Insomma, nessuno farebbe più confusione, così come nessuno la fa tra la borsa di Louis Vuitton comprata in negozio e quella comprata sulla spiaggia: sembrano quasi uguali, ma tutti sanno benissimo che in realtà non lo sono, e sanno anche il perché. Io non ho mai sentito dire che qualcuno sia entrato in una pelletteria e abbia detto alla commessa: “Quattrocento euro? Ma è scema? Il marocchino sulla spiaggia la vende a venti!”
Agli Allevatori, invece, succede in continuazione.
E perché succede? Perché Louis Vuitton è stato capace di far conoscere il suo nome e il suo marchio in tutto il mondo e di farlo immediatamente identificare come marchio di qualità: l’ENCI, invece, NO.

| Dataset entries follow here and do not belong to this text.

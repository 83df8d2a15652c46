//! Declarative table and column descriptions.
//!
//! A [`TableSpec`] is supplied by configuration for every table that takes part
//! in a reconciliation. It is never inferred from a live schema: the column
//! list, kinds and name mapping are fixed for the duration of a run.

use std::collections::HashSet;

use serde::{Deserialize, Serialize};

use super::identifier::validate_identifier;
use crate::error::{ReconcileError, Result};

/// Kind of a column, driving decode and encode policy.
#[derive(Debug, Clone, Copy, PartialEq, Eq, Hash, Serialize, Deserialize)]
#[serde(rename_all = "snake_case")]
pub enum ColumnKind {
    Integer,
    Float,
    Text,
    NullableText,
    Timestamp,
}

impl ColumnKind {
    /// Whether values of this kind are written without quotes.
    pub fn is_numeric(self) -> bool {
        matches!(self, ColumnKind::Integer | ColumnKind::Float)
    }
}

/// How source column names map to target identifiers when a column has no
/// explicit `target_name`.
#[derive(Debug, Clone, Copy, PartialEq, Eq, Default, Serialize, Deserialize)]
#[serde(rename_all = "snake_case")]
pub enum IdentifierCase {
    /// Lowercase the source name (PostgreSQL folds unquoted names to lowercase).
    #[default]
    Lower,
    /// Keep the source name as-is.
    Preserve,
}

impl IdentifierCase {
    fn apply(self, name: &str) -> String {
        match self {
            IdentifierCase::Lower => name.to_lowercase(),
            IdentifierCase::Preserve => name.to_string(),
        }
    }
}

/// Column metadata.
#[derive(Debug, Clone, PartialEq, Serialize, Deserialize)]
pub struct ColumnSpec {
    /// Column name in the source store.
    pub name: String,

    /// Column kind.
    pub kind: ColumnKind,

    /// Column name in the target store, when it differs from the mapped source name.
    #[serde(default, skip_serializing_if = "Option::is_none")]
    pub target_name: Option<String>,

    /// Literal text substituted for NULL source values.
    #[serde(default, skip_serializing_if = "Option::is_none")]
    pub default: Option<String>,

    /// Prefix enforced on non-null text values.
    #[serde(default, skip_serializing_if = "Option::is_none")]
    pub prefix: Option<String>,

    /// Column is absent from the source and filled in at migration time.
    #[serde(default)]
    pub synthesized: bool,
}

impl ColumnSpec {
    /// Create a plain column of the given kind.
    pub fn new(name: impl Into<String>, kind: ColumnKind) -> Self {
        Self {
            name: name.into(),
            kind,
            target_name: None,
            default: None,
            prefix: None,
            synthesized: false,
        }
    }

    /// Set the target column name.
    pub fn with_target_name(mut self, name: impl Into<String>) -> Self {
        self.target_name = Some(name.into());
        self
    }

    /// Set the NULL replacement literal.
    pub fn with_default(mut self, default: impl Into<String>) -> Self {
        self.default = Some(default.into());
        self
    }

    /// Set a required text prefix.
    pub fn with_prefix(mut self, prefix: impl Into<String>) -> Self {
        self.prefix = Some(prefix.into());
        self
    }

    /// Mark the column as synthesized (not read from the source).
    pub fn synthesized(mut self) -> Self {
        self.synthesized = true;
        self
    }
}

/// Table metadata for one reconciliation task.
#[derive(Debug, Clone, PartialEq, Serialize, Deserialize)]
pub struct TableSpec {
    /// Table name in the source store.
    pub name: String,

    /// Primary key column (source name).
    pub primary_key: String,

    /// Table name in the target store, when different.
    #[serde(default, skip_serializing_if = "Option::is_none")]
    pub target_name: Option<String>,

    /// Ordered column list.
    pub columns: Vec<ColumnSpec>,

    /// Mapping applied to column names without an explicit target name.
    #[serde(default)]
    pub identifier_case: IdentifierCase,
}

impl TableSpec {
    /// Create a table spec with default identifier mapping.
    pub fn new(
        name: impl Into<String>,
        primary_key: impl Into<String>,
        columns: Vec<ColumnSpec>,
    ) -> Self {
        Self {
            name: name.into(),
            primary_key: primary_key.into(),
            target_name: None,
            columns,
            identifier_case: IdentifierCase::default(),
        }
    }

    /// Table name in the target store.
    pub fn target_table(&self) -> &str {
        self.target_name.as_deref().unwrap_or(&self.name)
    }

    /// Target identifier for a column.
    pub fn target_column(&self, column: &ColumnSpec) -> String {
        column
            .target_name
            .clone()
            .unwrap_or_else(|| self.identifier_case.apply(&column.name))
    }

    /// The primary key column.
    pub fn key_column(&self) -> Result<&ColumnSpec> {
        self.column(&self.primary_key).ok_or_else(|| {
            ReconcileError::Config(format!(
                "table {}: primary key {} is not a declared column",
                self.name, self.primary_key
            ))
        })
    }

    /// Look up a column by source name.
    pub fn column(&self, name: &str) -> Option<&ColumnSpec> {
        self.columns.iter().find(|c| c.name == name)
    }

    /// Columns selected from the source (synthesized columns excluded).
    pub fn source_columns(&self) -> impl Iterator<Item = &ColumnSpec> {
        self.columns.iter().filter(|c| !c.synthesized)
    }

    /// Key column spec as seen by the target store (same kind, mapped name).
    pub fn target_key_column(&self) -> Result<ColumnSpec> {
        let key = self.key_column()?;
        Ok(ColumnSpec::new(self.target_column(key), key.kind))
    }

    /// Check the spec for internal consistency.
    pub fn validate(&self) -> Result<()> {
        validate_identifier(&self.name)?;
        validate_identifier(self.target_table())?;

        if self.columns.is_empty() {
            return Err(ReconcileError::Config(format!(
                "table {}: at least one column is required",
                self.name
            )));
        }

        let mut seen = HashSet::new();
        let mut seen_target = HashSet::new();
        for column in &self.columns {
            validate_identifier(&column.name)?;
            let target = self.target_column(column);
            validate_identifier(&target)?;
            if !seen.insert(column.name.as_str()) {
                return Err(ReconcileError::Config(format!(
                    "table {}: duplicate column {}",
                    self.name, column.name
                )));
            }
            if !seen_target.insert(target.clone()) {
                return Err(ReconcileError::Config(format!(
                    "table {}: two columns map to target column {}",
                    self.name, target
                )));
            }
            if column.synthesized && column.kind != ColumnKind::Timestamp && column.default.is_none()
            {
                return Err(ReconcileError::Config(format!(
                    "table {}: synthesized column {} needs kind timestamp or a default",
                    self.name, column.name
                )));
            }
        }

        let key = self.key_column()?;
        if key.synthesized {
            return Err(ReconcileError::Config(format!(
                "table {}: primary key {} cannot be synthesized",
                self.name, key.name
            )));
        }
        if !matches!(key.kind, ColumnKind::Integer | ColumnKind::Text) {
            return Err(ReconcileError::Config(format!(
                "table {}: primary key {} must be of kind integer or text",
                self.name, key.name
            )));
        }

        Ok(())
    }
}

La normale Sciuramaria non ha la più pallida idea dei costi e dell’impegno necessari ad allevare una cucciolata di alta qualità e pensa che l’ Allevatore chieda più del cagnaro (o del negozio all’angolo) solo perché è un gasato che se la tira, o perché ti vende “un pezzo di carta che costa più del cane a cui sta attaccato e che non serve a niente” (perché è questo che pensano le Sciuremarie del pedigree).
L’ENCI, insomma, ha clamorosamente fallito proprio in quello che doveva essere il suo scopo primario: e siccome ti chiede mille euro per darti un affisso che poi non è in grado di valorizzare, e ti chiede soldi anche per iscrivere i cuccioli e avere il pedigree, e ti ri-chiede soldi per esposizioni, prove di lavoro, insomma per tutto quello in cui mette il suo “marchio”…allora, a un certo punto, tu ti chiedi anche: “Ma in cambio di tutta questa mungitura, caro ENCI, cos’è che mi dai?”.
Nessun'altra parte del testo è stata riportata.